Hello from cloudy Vermont. Did I tell you that I inherited all of my dad’s music? Three binders and additional folders filled with the yellowed titles and lyrics of his very own songs. Songs like “You can’t stop my secret love for you,” and “Pretty blue eyes and a blond pony tail.” Even some songs in French, like “Nous vous aimons.”

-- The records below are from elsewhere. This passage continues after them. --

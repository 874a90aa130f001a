//! # Container - 토큰 기반 의존성 주입 컨테이너
//!
//! 레지스트리가 컴포넌트를 바인딩하는 최소한의 IoC 컨테이너입니다.
//! 전역 싱글톤이 아니라 애플리케이션(또는 익스텐션)마다 하나씩 명시적으로 생성되며,
//! `Arc<Container>`로 공유됩니다.
//!
//! ## Spring과의 비교
//!
//! | Spring | 이 컨테이너 |
//! |--------|-------------|
//! | `BeanFactory.getBean(Class)` | [`Container::resolve`] |
//! | `registerSingleton()` | [`Container::bind_instance`] |
//! | `BeanDefinition` + scope | [`Container::bind`] + [`Scope`] |
//! | `BeanCurrentlyInCreationException` | [`ContainerError::CircularDependency`] |
//!
//! ## 바인딩 종류 ([`Provider`])
//!
//! ```text
//! Class(constructor)   → 스코프에 따라 생성/캐싱
//! Constant(instance)   → 미리 만들어진 인스턴스를 그대로 반환
//! Extension(weak)      → 익스텐션 컨테이너에 위임 (소유하지 않음)
//! ```
//!
//! ## 해결 과정
//!
//! ```text
//! resolve::<T>()
//!    ├─ Resolver 생성 (해결 스택 + Request 스코프 캐시)
//!    ├─ 순환 참조 검사 → 스택에 이미 있으면 CircularDependency
//!    ├─ 바인딩 조회 → 없으면 NotBound
//!    ├─ 스코프별 인스턴스 생성/캐시 조회
//!    └─ Arc<dyn Any> → Arc<T> 다운캐스트
//! ```

use std::any::{Any, TypeId};
use std::collections::HashMap;
use std::fmt;
use std::sync::{Arc, PoisonError, RwLock, Weak};

use log::debug;
use once_cell::sync::OnceCell;

use crate::components::class::ClassId;
use crate::components::registration::Scope;
use crate::core::errors::ContainerError;

/// 컨테이너가 보관하는 타입 소거된 인스턴스
pub type Instance = Arc<dyn Any + Send + Sync>;

/// 타입 소거된 생성자
///
/// 생성자는 [`Resolver`]를 통해 자신의 의존성을 해결합니다.
pub type Constructor = fn(&mut Resolver<'_>) -> Result<Instance, ContainerError>;

/// 바인딩이 인스턴스를 얻는 방법
pub enum Provider {
    /// 생성자를 호출하여 인스턴스를 만듭니다. 캐싱 여부는 스코프가 결정합니다.
    Class(Constructor),
    /// 외부에서 만든 인스턴스를 항상 반환합니다.
    Constant(Instance),
    /// 익스텐션 컨테이너에서 같은 토큰을 해결합니다.
    ///
    /// 호스트는 약한 참조만 보관하므로 인스턴스의 수명은 익스텐션 컨테이너가 결정합니다.
    Extension(Weak<Container>),
}

impl fmt::Debug for Provider {
    fn fmt(&self, f: &mut fmt::Formatter<'_>) -> fmt::Result {
        match self {
            Provider::Class(_) => f.write_str("Class"),
            Provider::Constant(_) => f.write_str("Constant"),
            Provider::Extension(_) => f.write_str("Extension"),
        }
    }
}

struct Binding {
    token: ClassId,
    scope: Scope,
    provider: Provider,
    singleton: OnceCell<Instance>,
}

/// 토큰 → 인스턴스 해결기
///
/// 토큰은 컴포넌트 타입의 [`ClassId`]입니다. 하나의 토큰에는 하나의 바인딩만
/// 허용되며, 중복 바인딩은 [`ContainerError::AlreadyBound`]로 거부됩니다.
#[derive(Default)]
pub struct Container {
    bindings: RwLock<HashMap<TypeId, Arc<Binding>>>,
}

impl Container {
    pub fn new() -> Self {
        Self::default()
    }

    /// 토큰을 스코프와 프로바이더로 바인딩합니다.
    ///
    /// # Errors
    ///
    /// 같은 토큰이 이미 바인딩되어 있으면 [`ContainerError::AlreadyBound`]를 반환합니다.
    pub fn bind(&self, token: ClassId, scope: Scope, provider: Provider) -> Result<(), ContainerError> {
        let mut bindings = self.bindings.write().unwrap_or_else(PoisonError::into_inner);

        if bindings.contains_key(&token.type_id()) {
            return Err(ContainerError::AlreadyBound { token: token.name() });
        }

        debug!("Binding {} ({}, {:?})", token.short_name(), scope, provider);

        bindings.insert(
            token.type_id(),
            Arc::new(Binding {
                token,
                scope,
                provider,
                singleton: OnceCell::new(),
            }),
        );

        Ok(())
    }

    /// 외부에서 생성된 인스턴스를 직접 등록합니다.
    ///
    /// 레지스트리가 관리하지 않는 인프라 객체(설정, 앱 컨텍스트 등)를
    /// 등록할 때 사용합니다.
    ///
    /// ```rust,ignore
    /// let settings = Arc::new(Settings::load()?);
    /// container.bind_instance(settings)?;
    /// ```
    pub fn bind_instance<T: Any + Send + Sync>(&self, instance: Arc<T>) -> Result<(), ContainerError> {
        self.bind(ClassId::of::<T>(), Scope::Singleton, Provider::Constant(instance))
    }

    pub fn is_bound(&self, token: &ClassId) -> bool {
        self.bindings
            .read()
            .unwrap_or_else(PoisonError::into_inner)
            .contains_key(&token.type_id())
    }

    /// 바인딩된 토큰 수
    pub fn len(&self) -> usize {
        self.bindings.read().unwrap_or_else(PoisonError::into_inner).len()
    }

    pub fn is_empty(&self) -> bool {
        self.len() == 0
    }

    /// 타입으로 인스턴스를 해결합니다.
    ///
    /// # Errors
    ///
    /// - [`ContainerError::NotBound`]: 바인딩 없음
    /// - [`ContainerError::CircularDependency`]: 생성 중인 타입을 다시 요청
    /// - [`ContainerError::TypeMismatch`]: 바인딩된 인스턴스 타입이 다름
    /// - 생성자가 반환한 에러는 그대로 전파됩니다.
    pub fn resolve<T: Any + Send + Sync>(&self) -> Result<Arc<T>, ContainerError> {
        Resolver::new(self).resolve::<T>()
    }

    /// 토큰으로 타입 소거된 인스턴스를 해결합니다.
    pub fn resolve_token(&self, token: &ClassId) -> Result<Instance, ContainerError> {
        Resolver::new(self).resolve_token(token)
    }

    fn binding(&self, token: &ClassId) -> Result<Arc<Binding>, ContainerError> {
        // 생성자가 중첩 해결을 하는 동안 락을 잡고 있지 않도록 Arc만 복제
        self.bindings
            .read()
            .unwrap_or_else(PoisonError::into_inner)
            .get(&token.type_id())
            .cloned()
            .ok_or(ContainerError::NotBound { token: token.name() })
    }
}

impl fmt::Debug for Container {
    fn fmt(&self, f: &mut fmt::Formatter<'_>) -> fmt::Result {
        let bindings = self.bindings.read().unwrap_or_else(PoisonError::into_inner);
        let mut tokens: Vec<&str> = bindings.values().map(|b| b.token.short_name()).collect();
        tokens.sort_unstable();

        f.debug_struct("Container").field("bindings", &tokens).finish()
    }
}

/// 하나의 최상위 해결 호출 동안 유지되는 해결 컨텍스트
///
/// 해결 스택으로 순환 참조를 감지하고, `Request` 스코프 인스턴스를 캐싱합니다.
/// 컴포넌트 생성자는 이 타입을 통해 의존성을 요청합니다.
///
/// ```rust,ignore
/// impl Class for UserService {
///     fn construct(resolver: &mut Resolver<'_>) -> Result<Self, ContainerError> {
///         Ok(Self { repo: resolver.resolve::<UserRepository>()? })
///     }
/// }
/// ```
pub struct Resolver<'c> {
    container: &'c Container,
    stack: Vec<ClassId>,
    request: HashMap<TypeId, Instance>,
}

impl<'c> Resolver<'c> {
    fn new(container: &'c Container) -> Self {
        Self {
            container,
            stack: Vec::new(),
            request: HashMap::new(),
        }
    }

    /// 해결이 진행 중인 컨테이너
    pub fn container(&self) -> &'c Container {
        self.container
    }

    pub fn resolve<T: Any + Send + Sync>(&mut self) -> Result<Arc<T>, ContainerError> {
        let token = ClassId::of::<T>();

        self.resolve_token(&token)?
            .downcast::<T>()
            .map_err(|_| ContainerError::TypeMismatch {
                token: token.name(),
                expected: std::any::type_name::<T>(),
            })
    }

    pub fn resolve_token(&mut self, token: &ClassId) -> Result<Instance, ContainerError> {
        if self.stack.contains(token) {
            let path = self
                .stack
                .iter()
                .chain(std::iter::once(token))
                .map(ClassId::short_name)
                .collect::<Vec<_>>()
                .join(" -> ");

            return Err(ContainerError::CircularDependency { path });
        }

        let binding = self.container.binding(token)?;

        self.stack.push(*token);
        let result = self.instantiate(&binding);
        self.stack.pop();

        result
    }

    /// 다른 컨테이너(익스텐션)에서 토큰을 해결합니다.
    ///
    /// 해결 스택은 새로 시작하고 `Request` 스코프 캐시는 이어받으므로, 익스텐션의
    /// `Request` 컴포넌트도 하나의 최상위 해결 그래프 안에서 공유됩니다.
    fn resolve_in(&mut self, container: &Container, token: &ClassId) -> Result<Instance, ContainerError> {
        let mut delegate = Resolver {
            container,
            stack: Vec::new(),
            request: std::mem::take(&mut self.request),
        };

        let result = delegate.resolve_token(token);
        self.request = delegate.request;

        result
    }

    fn instantiate(&mut self, binding: &Binding) -> Result<Instance, ContainerError> {
        let construct = match &binding.provider {
            Provider::Constant(instance) => return Ok(Arc::clone(instance)),
            Provider::Extension(extension) => {
                let extension = extension.upgrade().ok_or(ContainerError::ExtensionUnavailable {
                    token: binding.token.name(),
                })?;
                return self.resolve_in(&extension, &binding.token);
            }
            Provider::Class(construct) => *construct,
        };

        match binding.scope {
            Scope::Singleton => binding
                .singleton
                .get_or_try_init(|| construct(self))
                .cloned(),
            Scope::Transient => construct(self),
            Scope::Request => {
                let type_id = binding.token.type_id();
                if let Some(instance) = self.request.get(&type_id) {
                    return Ok(Arc::clone(instance));
                }

                let instance = construct(self)?;
                self.request.insert(type_id, Arc::clone(&instance));
                Ok(instance)
            }
        }
    }
}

Some of the songs seem familiar. I’ve heard them before, but can’t quite grasp the tune yet. I remember this one: “I’ll see you in Montreal, C-A-N-A-D-A.” Dad wrote that one for Expo ’67 and my family’s trip to the fair. Oh right. I didn’t go. At five, I wasn’t deemed old enough. I got stuck at home with some aunt or other. I hated that song. Others I never knew existed, and I’m tempted to try my hand at adding my own music. How can you not want to sing “I can stop my feet from walking towards you. I can keep my arms from holding you. I can stop my eyes from looking at you. But I can’t stop myself from loving you.” Can you hear the melody?
I’ve found other treasures, perhaps the beginning of Dad’s biography. Listen:
“The baby boy was born on a hot July afternoon when haying was in full swing. He was the twelfth child born to Mary Jane and Adelard. So he really didn’t come as a big surprise to anyone, especially the mom. She was busy with her child while the men folks were busy tending to the hay that had to be brought in the barn that day. The other young children were down at the neighbors because they were told that “Indians” were coming that afternoon. I’m told that the most exciting thing that happened that day besides the birth of a baby was to light and set off a “rocket,” like fireworks, to celebrate the birth of this little baby, but the rocket had a mind of its own and it came down in a stack of hay and it almost set the whole field on fire. Only after a lot of shouting and many pails of water was it put out.”
Ten precious pages of my Dad’s early life, in strong, neat cursive. I’m reading it slowly to make it last well into summer. My mom, sisters, and brother will be so pleased to find out what I’ve discovered. I always wondered where I got my story telling abilities, and between his story and his songs, now I know. My dad. His musical ability, his way with words, they course through me. That’s something!